Eye For Film >> Movies >> Curtain (2015) Film Review
Shower curtains are among those everyday things that scare children and survivors of trauma, like dark cupboards, cellar steps and the space under the bed. They need to be checked cautiously to make sure they don't conceal threats. Most people, getting older, lose that awareness as they lose their sense of magical possibility in the world, as they cleave to the mundane. Danni (Danni Smith) has been moving her life in that direction recently, and is proud of it. She's given up the job that was crushing her to focus on a new career in charity activism. She's moved off her uncle's couch and found a flat to rent. She's getting organised, doing practical things to make the space her own, like putting up a nice cheerful shower curtain.
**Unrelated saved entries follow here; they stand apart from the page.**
//! Chat assistant: keyword commands that steer the camera and a pluggable
//! backend for everything else.

use super::GlobeScene;
use super::camera::FocusRequest;
use super::flash::{Flash, FlashKind};
use crate::AppScreen;
use crate::ui::{ACCENT, TEXT, WARNING, label, themed_button};
use app::LOG_CHAT;
use bevy::input::keyboard::{Key, KeyboardInput};
use bevy::prelude::*;
use std::time::Duration;
use thiserror::Error;

pub struct ChatPlugin;

impl Plugin for ChatPlugin {
    fn build(&self, app: &mut App) {
        app.add_message::<ToggleChat>()
            .add_message::<SendChat>()
            .init_resource::<ChatSession>()
            .insert_resource(ChatAssistant::new(PlaceholderBackend))
            .add_systems(OnEnter(AppScreen::Globe), (reset_session, spawn_panel).chain())
            .add_systems(
                Update,
                (
                    toggle_panel,
                    handle_panel_buttons,
                    capture_chat_keys,
                    deliver_replies,
                    send_messages,
                    refresh_panel.run_if(resource_changed::<ChatSession>),
                )
                    .chain()
                    .run_if(in_state(AppScreen::Globe)),
            );
    }
}

pub const GREETING: &str =
    "Hello! I am your Global Connect guide. Ask me to \"Show Europe\" or \"Analyze US Networks\".";
pub const OFFLINE_REPLY: &str = "Systems offline. Check API Protocol.";
/// Fake retrieval time after a camera command.
pub const COMMAND_DELAY: Duration = Duration::from_millis(1200);
const VISIBLE_MESSAGES: usize = 8;

struct CommandEntry {
    keywords: &'static [&'static str],
    target: Option<Vec3>,
    reply: &'static str,
}

const COMMANDS: &[CommandEntry] = &[
    CommandEntry {
        keywords: &["europe", "germany", "france"],
        target: Some(Vec3::new(2.5, 5.0, 4.0)),
        reply: "Focusing optics on European Sector...",
    },
    CommandEntry {
        keywords: &["usa", "america", "states"],
        target: Some(Vec3::new(-4.0, 3.0, 6.0)),
        reply: "Re-aligning satellites to North America...",
    },
    CommandEntry {
        keywords: &["asia", "china", "japan"],
        target: Some(Vec3::new(-6.0, 3.0, -4.0)),
        reply: "Scanning Asian Network Hubs...",
    },
    CommandEntry {
        keywords: &["africa"],
        target: Some(Vec3::new(2.0, -1.0, 7.0)),
        reply: "Targeting African Continent...",
    },
    CommandEntry {
        keywords: &["global", "world"],
        target: None,
        reply: "Resetting to global orbital view.",
    },
];

/// A recognized camera command. `target: None` resets to the orbital view.
#[derive(Debug, Clone, Copy, PartialEq)]
pub struct FocusCommand {
    pub target: Option<Vec3>,
    pub reply: &'static str,
}

/// First table entry with a keyword contained in `text`, ignoring case.
pub fn parse_command(text: &str) -> Option<FocusCommand> {
    let lower = text.to_lowercase();
    COMMANDS
        .iter()
        .find(|entry| entry.keywords.iter().any(|keyword| lower.contains(keyword)))
        .map(|entry| FocusCommand {
            target: entry.target,
            reply: entry.reply,
        })
}

#[derive(Debug, Error)]
pub enum ChatError {
    #[error("chat backend unavailable: {0}")]
    Unavailable(String),
}

/// Answers free text that is not a camera command.
pub trait ChatBackend: Send + Sync + 'static {
    fn respond(&self, prompt: &str) -> Result<String, ChatError>;
}

/// Stand-in until a language model is wired up.
pub struct PlaceholderBackend;

impl ChatBackend for PlaceholderBackend {
    fn respond(&self, _prompt: &str) -> Result<String, ChatError> {
        Ok("AI Chat system initializing... (Google AI integration pending)".to_string())
    }
}

#[derive(Resource)]
pub struct ChatAssistant(Box<dyn ChatBackend>);

impl ChatAssistant {
    pub fn new(backend: impl ChatBackend) -> Self {
        Self(Box::new(backend))
    }

    pub fn backend(&self) -> &dyn ChatBackend {
        self.0.as_ref()
    }
}

#[derive(Debug, Clone, Copy, PartialEq, Eq)]
pub enum ChatRole {
    User,
    Assistant,
}

#[derive(Debug, Clone, PartialEq, Eq)]
pub struct ChatMessage {
    pub role: ChatRole,
    pub text: String,
}

impl ChatMessage {
    fn assistant(text: impl Into<String>) -> Self {
        Self {
            role: ChatRole::Assistant,
            text: text.into(),
        }
    }
}

#[derive(Debug)]
struct PendingReply {
    timer: Timer,
    text: String,
}

#[derive(Resource, Debug)]
pub struct ChatSession {
    pub open: bool,
    pub input: String,
    messages: Vec<ChatMessage>,
    pending: Option<PendingReply>,
}

impl Default for ChatSession {
    fn default() -> Self {
        Self {
            open: false,
            input: String::new(),
            messages: vec![ChatMessage::assistant(GREETING)],
            pending: None,
        }
    }
}

impl ChatSession {
    pub fn messages(&self) -> &[ChatMessage] {
        &self.messages
    }

    pub fn is_processing(&self) -> bool {
        self.pending.is_some()
    }

    /// Sends the current input. Returns `None` when nothing was sent,
    /// otherwise the camera command it carried, if any.
    pub fn send(&mut self, backend: &dyn ChatBackend) -> Option<Option<FocusCommand>> {
        let text = self.input.trim().to_string();
        if text.is_empty() || self.is_processing() {
            return None;
        }
        self.input.clear();

        let command = parse_command(&text);
        let (delay, reply) = match command {
            Some(command) => (COMMAND_DELAY, format!("{} Data retrieved.", command.reply)),
            None => (
                Duration::ZERO,
                backend.respond(&text).unwrap_or_else(|err| {
                    warn!(target: LOG_CHAT, "{err}");
                    OFFLINE_REPLY.to_string()
                }),
            ),
        };

        self.messages.push(ChatMessage {
            role: ChatRole::User,
            text,
        });
        self.pending = Some(PendingReply {
            timer: Timer::new(delay, TimerMode::Once),
            text: reply,
        });
        Some(command)
    }

    /// Delivers the pending reply once its delay has passed.
    pub fn tick(&mut self, delta: Duration) -> bool {
        let Some(pending) = &mut self.pending else {
            return false;
        };
        if !pending.timer.tick(delta).just_finished() {
            return false;
        }
        let text = std::mem::take(&mut pending.text);
        self.pending = None;
        self.messages.push(ChatMessage::assistant(text));
        true
    }
}

#[derive(Message, Debug, Default, Clone, Copy)]
pub struct ToggleChat;

#[derive(Message, Debug, Default, Clone, Copy)]
pub struct SendChat;

#[derive(Component)]
struct ChatPanel;

#[derive(Component)]
struct ChatLog;

#[derive(Component)]
struct ChatInputLine;

#[derive(Component, Clone, Copy)]
enum ChatButton {
    Close,
    Send,
}

fn reset_session(mut session: ResMut<ChatSession>) {
    *session = ChatSession::default();
}

fn spawn_panel(mut commands: Commands) {
    commands
        .spawn((
            Node {
                position_type: PositionType::Absolute,
                right: Val::Px(24.0),
                bottom: Val::Px(280.0),
                width: Val::Px(360.0),
                flex_direction: FlexDirection::Column,
                border: UiRect::all(Val::Px(1.0)),
                display: Display::None,
                ..default()
            },
            BackgroundColor(Color::srgba(0.06, 0.09, 0.16, 0.9)),
            BorderColor::all(Color::srgba(1.0, 1.0, 1.0, 0.1)),
            BorderRadius::all(Val::Px(16.0)),
            ChatPanel,
            GlobeScene,
            Name::new("Chat Panel"),
        ))
        .with_children(|panel| {
            panel
                .spawn((
                    Node {
                        justify_content: JustifyContent::SpaceBetween,
                        align_items: AlignItems::Center,
                        padding: UiRect::all(Val::Px(12.0)),
                        ..default()
                    },
                    BackgroundColor(Color::srgba(0.12, 0.16, 0.23, 0.8)),
                ))
                .with_children(|header| {
                    header.spawn(label("SYSTEM GUIDE", 14.0, TEXT));
                    header
                        .spawn((themed_button(Val::Px(28.0), Val::Px(28.0)), ChatButton::Close))
                        .with_children(|button| {
                            button.spawn(label("X", 14.0, TEXT));
                        });
                });

            panel.spawn((
                Node {
                    height: Val::Px(256.0),
                    flex_direction: FlexDirection::Column,
                    justify_content: JustifyContent::FlexEnd,
                    row_gap: Val::Px(8.0),
                    padding: UiRect::all(Val::Px(12.0)),
                    overflow: Overflow::clip(),
                    ..default()
                },
                ChatLog,
            ));

            panel
                .spawn(Node {
                    column_gap: Val::Px(8.0),
                    padding: UiRect::all(Val::Px(10.0)),
                    align_items: AlignItems::Center,
                    ..default()
                })
                .with_children(|row| {
                    row.spawn((
                        Node {
                            flex_grow: 1.0,
                            padding: UiRect::axes(Val::Px(12.0), Val::Px(8.0)),
                            ..default()
                        },
                        BackgroundColor(Color::srgba(0.01, 0.02, 0.05, 0.5)),
                        BorderRadius::all(Val::Px(10.0)),
                    ))
                    .with_children(|field| {
                        field.spawn((input_text(""), ChatInputLine));
                    });
                    row.spawn((themed_button(Val::Px(56.0), Val::Px(34.0)), ChatButton::Send))
                        .with_children(|button| {
                            button.spawn(label("SEND", 12.0, ACCENT));
                        });
                });
        });
}

fn input_text(input: &str) -> impl Bundle {
    if input.is_empty() {
        label(String::from("Enter command..."), 13.0, TEXT.with_alpha(0.4))
    } else {
        label(format!("{input}_"), 13.0, TEXT)
    }
}

fn toggle_panel(mut toggles: MessageReader<ToggleChat>, mut session: ResMut<ChatSession>) {
    if toggles.read().count() % 2 == 1 {
        session.open = !session.open;
        debug!(target: LOG_CHAT, "Chat panel {}", if session.open { "opened" } else { "closed" });
    }
}

fn handle_panel_buttons(
    buttons: Query<(&Interaction, &ChatButton), Changed<Interaction>>,
    mut session: ResMut<ChatSession>,
    mut send: MessageWriter<SendChat>,
) {
    for (interaction, button) in &buttons {
        if *interaction != Interaction::Pressed {
            continue;
        }
        match button {
            ChatButton::Close => session.open = false,
            ChatButton::Send => {
                send.write(SendChat);
            }
        }
    }
}

fn capture_chat_keys(
    mut keys: MessageReader<KeyboardInput>,
    mut session: ResMut<ChatSession>,
    mut send: MessageWriter<SendChat>,
) {
    if !session.open {
        keys.clear();
        return;
    }
    for event in keys.read() {
        if !event.state.is_pressed() {
            continue;
        }
        match &event.logical_key {
            Key::Character(text) => {
                session.input.extend(text.chars().filter(|ch| !ch.is_control()));
            }
            Key::Space => session.input.push(' '),
            Key::Backspace => {
                session.input.pop();
            }
            Key::Enter => {
                send.write(SendChat);
            }
            _ => {}
        }
    }
}

fn deliver_replies(time: Res<Time>, mut session: ResMut<ChatSession>) {
    // Avoid tripping change detection every frame while idle.
    if !session.is_processing() {
        return;
    }
    if session.tick(time.delta()) {
        debug!(target: LOG_CHAT, "Assistant replied");
    }
}

fn send_messages(
    mut requests: MessageReader<SendChat>,
    mut session: ResMut<ChatSession>,
    assistant: Res<ChatAssistant>,
    mut focus: ResMut<FocusRequest>,
    mut flash: MessageWriter<Flash>,
) {
    for _ in requests.read() {
        let Some(command) = session.send(assistant.backend()) else {
            continue;
        };
        flash.write(Flash(FlashKind::Single));
        if let Some(command) = command {
            info!(target: LOG_CHAT, "Camera command: {}", command.reply);
            focus.0 = command.target;
        }
    }
}

fn refresh_panel(
    mut commands: Commands,
    session: Res<ChatSession>,
    mut panels: Query<&mut Node, With<ChatPanel>>,
    logs: Query<Entity, With<ChatLog>>,
    inputs: Query<Entity, With<ChatInputLine>>,
) {
    for mut node in &mut panels {
        node.display = if session.open {
            Display::Flex
        } else {
            Display::None
        };
    }

    for input in &inputs {
        commands.entity(input).insert(input_text(&session.input));
    }

    let start = session.messages().len().saturating_sub(VISIBLE_MESSAGES);
    for log in &logs {
        commands.entity(log).despawn_related::<Children>();
        commands.entity(log).with_children(|log| {
            for message in &session.messages()[start..] {
                spawn_bubble(log, message);
            }
            if session.is_processing() {
                log.spawn(label("PROCESSING...", 10.0, WARNING));
            }
        });
    }
}

fn spawn_bubble(log: &mut ChildSpawnerCommands, message: &ChatMessage) {
    let (align, fill) = match message.role {
        ChatRole::User => (AlignSelf::FlexEnd, Color::srgba(0.45, 0.25, 0.85, 0.9)),
        ChatRole::Assistant => (AlignSelf::FlexStart, Color::srgba(0.2, 0.25, 0.33, 0.6)),
    };
    log.spawn((
        Node {
            align_self: align,
            max_width: Val::Percent(85.0),
            padding: UiRect::axes(Val::Px(12.0), Val::Px(8.0)),
            ..default()
        },
        BackgroundColor(fill),
        BorderRadius::all(Val::Px(12.0)),
    ))
    .with_children(|bubble| {
        bubble.spawn(label(message.text.clone(), 13.0, TEXT));
    });
}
Only the shower curtains keep disappearing.
Is somebody breaking into her flat? She worries, as anybody would. She'd probably worry more if anyone had told her that the last occupant killed himself (something the audience witnesses at the start of the film). Her obsessive but essentially well-meaning colleague Tim (Tim Lueke) agrees to help her find out what's going on. But when she sets up hidden cameras, what they reveal is stranger than anything she imagined.
Every now an again a film comes along that does something genuinely original. Curtain in many ways resembles Being John Malkovich - the high concept premise rooted in mundane surroundings, the absurdist comedy, the existential horror lying just under the surface, the dark reflections on human nature - but its narrative is entirely distinct. Importantly, it has strong internal logic with which to carry this through, and the two leads give very down to earth performances (with the possible exception of Tim's sales pitch about saving whales) which keep us believing in them. This also enables us to feel frightened - both of the shower curtain phenomenon itself and of the people who turn out to be associated with it. There are moments in this film that are seriously scary, and the more so because its absurdist qualities mean we really don't know what to expect.
Inventively shot in a way that makes effective use of small locations rather than being constrained by them, Curtain switches its visual style abruptly as we lurch between the day to day and the bizarre. There's some brilliant sound work which also helps to shift the tone and ratchet up the tension. Elements of the technical work loop around as the narrative does to create a sense of symmetry even in this disjointed space and make for a satisfying epilogue.
Viewers who are put off by quirky plots should stay away, but if you like occult mysteries, unhinged adversaries and surprises, this is for you. It's one of the freshest entries in the horror genre for years and a film you won't forget in a hurry - even if you wish you could every time you go to the bathroom.